Provided information —

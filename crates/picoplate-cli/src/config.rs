mod builder;
mod file;
mod models;

pub use builder::build_config;
pub use models::AppConfig;
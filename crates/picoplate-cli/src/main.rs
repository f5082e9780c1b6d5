mod cli;
mod commands;
mod config;
mod error;
mod logging;
mod utils;

use crate::cli::{Cli, Commands};
use crate::error::{CliError, Result};
use clap::Parser;
use tracing::{debug, error, info};

fn main() {
    if let Err(e) = run_app() {
        eprintln!("\n❌ Error: {}", e);
        std::process::exit(1);
    }
}

fn run_app() -> Result<()> {
    let cli = Cli::parse();
    logging::setup_logging(cli.verbose, cli.quiet, cli.log_file.clone())?;

    let (panic_hook, eyre_hook) = color_eyre::config::HookBuilder::default().into_hooks();
    eyre_hook.install().map_err(|e| CliError::Other(e.into()))?;
    std::panic::set_hook(Box::new(move |pi| {
        error!("{}", panic_hook.panic_report(pi));
    }));

    info!("picoplate CLI v{} starting up.", env!("CARGO_PKG_VERSION"));
    debug!("Full CLI arguments parsed: {:?}", &cli);

    let command_result = match cli.command {
        Commands::Convert(args) => {
            info!("Dispatching to 'convert' command.");
            commands::convert::run(args, !cli.quiet)
        }
        Commands::Layout(args) => {
            info!("Dispatching to 'layout' command.");
            commands::layout::run(args)
        }
    };

    if let Err(e) = &command_result {
        error!("❌ Command failed: {}", e);
    } else {
        info!("✅ Command completed successfully.");
    }
    command_result
}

Assignment —
Write out each entry again, word for word.

Response area —
filename crates/picoplate-cli/src/config.rs
mod builder;
mod file;
mod models;

pub use builder::build_config;
pub use models::AppConfig;
filename crates/picoplate-cli/src/main.rs
repository f5082e9780c1b6d5
mod cli;
mod commands;
mod config;
mod error;
mod logging;
mod utils;

use crate::cli::{Cli, Commands};
use crate::error::{CliError, Result};
use clap::Parser;
use tracing::{debug, error, info};

fn main() {
    if let Err(e) = run_app() {
        eprintln!("\n❌ Error: {}", e);
        std::process::exit(1);
    }
}

fn run_app() -> Result<()> {
    let cli = Cli::parse();
    logging::setup_logging(cli.verbose, cli.quiet, cli.log_file.clone())?;

    let (panic_hook, eyre_hook) = color_eyre::config::HookBuilder::default().into_hooks();
    eyre_hook.install().map_err(|e| CliError::Other(e.into()))?;
    std::panic::set_hook(Box::new(move |pi| {
        error!("{}", panic_hook.panic_report(pi));
    }));

    info!("picoplate CLI v{} starting up.", env!("CARGO_PKG_VERSION"));
    debug!("Full CLI arguments parsed: {:?}", &cli);

    let command_result = match cli.command {
        Commands::Convert(args) => {
            info!("Dispatching to 'convert' command.");
            commands::convert::run(args, !cli.quiet)
        }
        Commands::Layout(args) => {
            info!("Dispatching to 'layout' command.");
            commands::layout::run(args)
        }
    };

    if let Err(e) = &command_result {
        error!("❌ Command failed: {}", e);
    } else {
        info!("✅ Command completed successfully.");
    }
    command_result
}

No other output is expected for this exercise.